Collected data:
= Beginning of Section =

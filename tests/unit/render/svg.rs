use rand::{SeedableRng, rngs::StdRng};

use super::*;
use crate::{carve::carver::carve, maze::model::WallState};

fn carved(rings: usize, seed: u64) -> Maze {
    let mut rng = StdRng::seed_from_u64(seed);
    carve(RingTopology::build(rings).unwrap(), &mut rng).unwrap()
}

fn closed_interior_walls(maze: &Maze) -> usize {
    (0..maze.topology().links().len())
        .filter(|&l| !maze.is_open(l))
        .count()
}

fn closed_exterior_walls(maze: &Maze) -> usize {
    let ring = maze.topology().outermost_ring();
    (0..maze.topology().cell_count(ring))
        .filter(|&p| maze.exterior_wall(CellId::new(ring, p)) == Some(WallState::Closed))
        .count()
}

fn walls_group(svg: &str) -> &str {
    let start = svg.find(r#"<g id="walls""#).unwrap();
    let end = start + svg[start..].find("</g>").unwrap();
    &svg[start..end]
}

#[test]
fn document_has_exactly_one_solution_overlay() {
    let maze = carved(5, 3);
    let svg = render_svg(&maze, None, &RenderOpts::default()).unwrap();
    assert!(svg.starts_with("<?xml"));
    assert!(svg.trim_end().ends_with("</svg>"));
    assert_eq!(svg.matches(r#"id="solution-path""#).count(), 1);
    assert_eq!(svg.matches(r#"id="walls""#).count(), 1);
    assert_eq!(svg.matches(r#"id="start-finish-markers""#).count(), 1);
}

fn closed_angular_walls(maze: &Maze) -> usize {
    maze.topology()
        .links()
        .iter()
        .enumerate()
        .filter(|(id, l)| l.kind == LinkKind::Angular && !maze.is_open(*id))
        .count()
}

#[test]
fn closed_walls_are_merged_into_fewer_strokes() {
    let maze = carved(6, 12);
    let svg = render_svg(&maze, None, &RenderOpts::default()).unwrap();
    let walls = walls_group(&svg);

    let lines = walls.matches("<line").count();
    let strokes = lines + walls.matches("<path").count() + walls.matches("<circle").count();
    assert!(lines <= closed_angular_walls(&maze));
    assert!(strokes < closed_interior_walls(&maze) + closed_exterior_walls(&maze));
    assert_eq!(closed_exterior_walls(&maze), maze.topology().cell_count(5) - 1);
}

#[test]
fn rim_is_one_arc_broken_at_the_exit() {
    let maze = carved(5, 2);
    let svg = render_svg(&maze, None, &RenderOpts::default()).unwrap();
    let rim_arcs = walls_group(&svg)
        .lines()
        .filter(|l| l.contains("<path") && l.contains(" A 50,50 "))
        .collect::<Vec<_>>();
    assert_eq!(rim_arcs.len(), 1, "{rim_arcs:?}");
    // Every exterior wall but one is closed, so the arc takes the long way round.
    assert!(rim_arcs[0].contains(" A 50,50 0 1 1 "), "{}", rim_arcs[0]);
}

#[test]
fn cyclic_runs_join_across_the_seam() {
    assert_eq!(cyclic_runs(&[true; 6]), Runs::Full);
    assert_eq!(cyclic_runs(&[false; 6]), Runs::Partial(vec![]));
    assert_eq!(
        cyclic_runs(&[true, false, true, true, false, true]),
        Runs::Partial(vec![(2, 2), (5, 2)])
    );
    assert_eq!(
        cyclic_runs(&[false, true, true, true, true, true]),
        Runs::Partial(vec![(1, 5)])
    );
}

#[test]
fn linear_runs_split_on_missing_rings() {
    assert_eq!(linear_runs(&[]), Vec::<(usize, usize)>::new());
    assert_eq!(linear_runs(&[1, 2, 3, 5, 7, 8]), vec![(1, 3), (5, 5), (7, 8)]);
}

/// One drawn segment of the overlay.
enum Segment {
    Line(Point, Point),
    /// Start, end, radius, and whether it sweeps clockwise.
    Arc(Point, Point, f64, bool),
}

fn point(token: &str) -> Point {
    let (x, y) = token.split_once(',').unwrap();
    Point::new(x.parse().unwrap(), y.parse().unwrap())
}

fn overlay_segments(svg: &str) -> Vec<Segment> {
    let start = svg.find(r#"<path id="solution-path""#).unwrap();
    let d = svg[start..].split(r#" d=""#).nth(1).unwrap();
    let d = &d[..d.find('"').unwrap()];

    let mut tokens = d.split_whitespace();
    let mut at = Point::ORIGIN;
    let mut segments = Vec::new();
    while let Some(cmd) = tokens.next() {
        match cmd {
            "M" => at = point(tokens.next().unwrap()),
            "L" => {
                let to = point(tokens.next().unwrap());
                segments.push(Segment::Line(at, to));
                at = to;
            }
            "A" => {
                let radius = point(tokens.next().unwrap()).x;
                assert_eq!(tokens.next(), Some("0"));
                assert_eq!(tokens.next(), Some("0"), "overlay arcs are small arcs: {d}");
                let clockwise = tokens.next() == Some("1");
                let to = point(tokens.next().unwrap());
                segments.push(Segment::Arc(at, to, radius, clockwise));
                at = to;
            }
            other => panic!("unexpected path command {other:?} in {d}"),
        }
    }
    segments
}

/// Points strictly inside each segment, in drawing order.
fn overlay_samples(segments: &[Segment]) -> Vec<Point> {
    use std::f64::consts::{PI, TAU};
    const PER_SEGMENT: usize = 16;

    let mut samples = Vec::new();
    for segment in segments {
        for k in 0..PER_SEGMENT {
            let t = (k as f64 + 0.5) / PER_SEGMENT as f64;
            let p = match *segment {
                Segment::Line(a, b) => a.lerp(b, t),
                Segment::Arc(a, b, radius, clockwise) => {
                    assert!((a.to_vec2().hypot() - radius).abs() < 1e-3);
                    assert!((b.to_vec2().hypot() - radius).abs() < 1e-3);
                    let (from, to) = (a.to_vec2().atan2(), b.to_vec2().atan2());
                    let delta = if clockwise {
                        (to - from).rem_euclid(TAU)
                    } else {
                        -(from - to).rem_euclid(TAU)
                    };
                    assert!(delta.abs() <= PI + 1e-6, "arc sweeps the long way round");
                    let angle = from + delta * t;
                    Point::new(radius * angle.cos(), radius * angle.sin())
                }
            };
            samples.push(p);
        }
    }
    samples
}

fn cell_under(maze: &Maze, p: Point, opts: &RenderOpts) -> CellId {
    let rho = p.to_vec2().hypot();
    assert!(rho >= opts.base_radius - 1e-6, "overlay dips into the centre: {p:?}");
    let ring = ((rho - opts.base_radius) / opts.ring_thickness).floor() as usize;
    assert!(ring < maze.ring_count(), "overlay leaves the maze: {p:?}");
    let n = maze.topology().cell_count(ring);
    let turns = (p.y.atan2(p.x) / std::f64::consts::TAU).rem_euclid(1.0);
    CellId::new(ring, (turns * n as f64).floor() as usize % n)
}

#[test]
fn overlay_geometry_follows_the_solution_through_open_walls() {
    for base_radius in [0.0, 5.0] {
        let opts = RenderOpts {
            base_radius,
            ..RenderOpts::default()
        };
        for (rings, seed) in [(3, 0), (4, 6), (7, 21), (12, 5), (20, 9)] {
            let maze = carved(rings, seed);
            let solution = solve(&maze).unwrap();
            let svg = render_svg(&maze, Some(&solution), &opts).unwrap();

            let mut visited: Vec<CellId> = Vec::new();
            for p in overlay_samples(&overlay_segments(&svg)) {
                let cell = cell_under(&maze, p, &opts);
                if visited.last() != Some(&cell) {
                    visited.push(cell);
                }
            }

            assert_eq!(
                visited.as_slice(),
                solution.cells(),
                "rings={rings} seed={seed} base={base_radius}"
            );
            for pair in visited.windows(2) {
                assert_eq!(maze.wall_towards(pair[0], pair[1]), Some(WallState::Open));
            }
        }
    }
}

#[test]
fn view_box_is_centred_and_padded() {
    let maze = carved(3, 0);
    let svg = render_svg(&maze, None, &RenderOpts::default()).unwrap();
    assert!(svg.contains(r#"viewBox="-40 -40 80 80""#), "{svg}");
    assert!(svg.contains(r#"data-rings="3""#));
    assert!(svg.contains(&format!(r#"data-exit="{}""#, maze.exit())));
}

#[test]
fn base_radius_adds_a_centre_circle_and_widens_the_view() {
    let maze = carved(3, 0);
    let opts = RenderOpts {
        base_radius: 5.0,
        ..RenderOpts::default()
    };
    let svg = render_svg(&maze, None, &opts).unwrap();
    assert!(svg.contains(r#"viewBox="-45 -45 90 90""#));
    assert!(walls_group(&svg).contains(r#"<circle cx="0" cy="0" r="5"/>"#));
}

#[test]
fn overlay_starts_at_the_centre() {
    let maze = carved(4, 9);
    let svg = render_svg(&maze, None, &RenderOpts::default()).unwrap();
    let start = svg.find(r#"<path id="solution-path""#).unwrap();
    let overlay = &svg[start..];
    let d = overlay.split(r#" d=""#).nth(1).unwrap();
    assert!(d.starts_with("M 0,0"), "{d}");
}

#[test]
fn supplied_path_is_checked_against_the_maze() {
    let maze = carved(4, 4);
    let other = carved(4, 5);
    let foreign = solve(&other).unwrap();
    if foreign != solve(&maze).unwrap() {
        let err = render_svg(&maze, Some(&foreign), &RenderOpts::default()).unwrap_err();
        assert!(err.is_inconsistent(), "{err}");
    }

    let own = solve(&maze).unwrap();
    let a = render_svg(&maze, Some(&own), &RenderOpts::default()).unwrap();
    let b = render_svg(&maze, None, &RenderOpts::default()).unwrap();
    assert_eq!(a, b);
}

#[test]
fn invalid_render_options_are_rejected() {
    let maze = carved(3, 1);
    let opts = RenderOpts {
        ring_thickness: 0.0,
        ..RenderOpts::default()
    };
    assert!(render_svg(&maze, None, &opts).unwrap_err().is_invalid_input());
}

#[test]
fn same_maze_renders_identically() {
    let a = render_svg(&carved(9, 77), None, &RenderOpts::default()).unwrap();
    let b = render_svg(&carved(9, 77), None, &RenderOpts::default()).unwrap();
    assert_eq!(a, b);
}

#[test]
fn sweep_picks_the_short_way_round() {
    assert!(sweeps_forward(0.1, 0.2));
    assert!(!sweeps_forward(0.2, 0.1));
    assert!(sweeps_forward(0.95, 0.05));
    assert!(!sweeps_forward(0.05, 0.95));
}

= End of Section =

# Assigned task:
Locate the word "matches" in the records and collect each line it appears in.

# Output for this task:
    assert_eq!(svg.matches(r#"id="solution-path""#).count(), 1);
    assert_eq!(svg.matches(r#"id="walls""#).count(), 1);
    assert_eq!(svg.matches(r#"id="start-finish-markers""#).count(), 1);
    let lines = walls.matches("<line").count();
    let strokes = lines + walls.matches("<path").count() + walls.matches("<circle").count();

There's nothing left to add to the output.